//! Configuration Module
//!
//! Declarative cache configuration and the factory that selects among the
//! three eviction policies. Zero or unset fields fall back to the
//! documented defaults; the embedding application owns how the values are
//! loaded (properties, env, hardcoded) — this crate only consumes them.

use std::time::Duration;

use tokio_util::sync::CancellationToken;
use tracing::debug;

use crate::active_expire::{ActiveExpireCache, SamplingConfig};
use crate::cache::Cache;
use crate::error::{CacheError, Result};
use crate::expire::ExpireCache;
use crate::lru::LruCache;

// == Defaults ==
/// Default maximum number of entries.
pub const DEFAULT_CAPACITY: usize = 1000;
/// Default entry time-to-live.
pub const DEFAULT_TTL: Duration = Duration::from_secs(600);

// == Cache Policy ==
/// Eviction/expiration policy discriminant.
///
/// The default is [`Lru`](CachePolicy::Lru), which also serves as the
/// fallback for an unspecified policy.
#[derive(Debug, Clone, Copy, Default, PartialEq, Eq)]
pub enum CachePolicy {
    /// Pure recency-based eviction, no TTL
    #[default]
    Lru,
    /// Per-entry TTL checked lazily on read
    LazyExpire,
    /// Lazy TTL plus a background sweeper
    ActiveExpire,
}

// == Cache Config ==
/// Everything needed to construct one cache instance.
#[derive(Debug, Clone, Default)]
pub struct CacheConfig {
    /// Which eviction policy to build
    pub policy: CachePolicy,
    /// Cache name; derived from the value type when unset
    pub name: Option<String>,
    /// Maximum number of entries; 0 means [`DEFAULT_CAPACITY`]
    pub capacity: usize,
    /// Entry time-to-live (expiring policies); unset means [`DEFAULT_TTL`]
    pub ttl: Option<Duration>,
    /// Slide the TTL forward on every hit
    pub expire_extension: bool,
    /// Background sweeper knobs (active expiration only); zero fields
    /// fall back to the [`SamplingConfig`] defaults
    pub sampling: Option<SamplingConfig>,
    /// Caller-owned shutdown handle for the background sweeper; required
    /// by the active expiration policy
    pub shutdown: Option<CancellationToken>,
}

impl CacheConfig {
    // == Factory ==
    /// Builds the cache variant selected by `policy`.
    ///
    /// The active expiration policy must be built inside a tokio runtime
    /// and fails fast with [`CacheError::InvalidConfig`] when no shutdown
    /// token was supplied — a sweeper nobody can stop would outlive its
    /// owner.
    pub fn build<T>(self) -> Result<Box<dyn Cache<T>>>
    where
        T: Clone + Send + Sync + 'static,
    {
        let name = self.name.unwrap_or_else(default_name::<T>);
        let capacity = if self.capacity == 0 {
            DEFAULT_CAPACITY
        } else {
            self.capacity
        };
        let ttl = match self.ttl {
            Some(ttl) if !ttl.is_zero() => ttl,
            _ => DEFAULT_TTL,
        };

        debug!(
            cache = %name,
            policy = ?self.policy,
            capacity,
            ttl_secs = ttl.as_secs(),
            "constructing cache"
        );

        match self.policy {
            CachePolicy::Lru => Ok(Box::new(LruCache::new(name, capacity))),
            CachePolicy::LazyExpire => Ok(Box::new(ExpireCache::new(
                name,
                capacity,
                ttl,
                self.expire_extension,
            ))),
            CachePolicy::ActiveExpire => {
                let shutdown = self.shutdown.ok_or_else(|| {
                    CacheError::InvalidConfig(
                        "active expiration requires a shutdown token".to_string(),
                    )
                })?;
                let sampling = normalize_sampling(self.sampling.unwrap_or_default());
                Ok(Box::new(ActiveExpireCache::new(
                    name,
                    capacity,
                    ttl,
                    self.expire_extension,
                    sampling,
                    shutdown,
                )))
            }
        }
    }
}

/// Default cache name derived from the stored value type.
fn default_name<T>() -> String {
    let type_name = std::any::type_name::<T>()
        .rsplit("::")
        .next()
        .unwrap_or("value");
    format!("cache-{type_name}")
}

/// Replaces zeroed sampling knobs with their defaults.
fn normalize_sampling(sampling: SamplingConfig) -> SamplingConfig {
    let defaults = SamplingConfig::default();
    SamplingConfig {
        delay: if sampling.delay.is_zero() {
            defaults.delay
        } else {
            sampling.delay
        },
        ratio: if sampling.ratio == 0 {
            defaults.ratio
        } else {
            sampling.ratio.min(100)
        },
        size: if sampling.size == 0 {
            defaults.size
        } else {
            sampling.size
        },
    }
}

YOUR INSTRUCTIONS: Among the entries, find each line that includes the string "when" and copy it.

OUTPUT OF THE TASK:
    /// Cache name; derived from the value type when unset
    /// and fails fast with [`CacheError::InvalidConfig`] when no shutdown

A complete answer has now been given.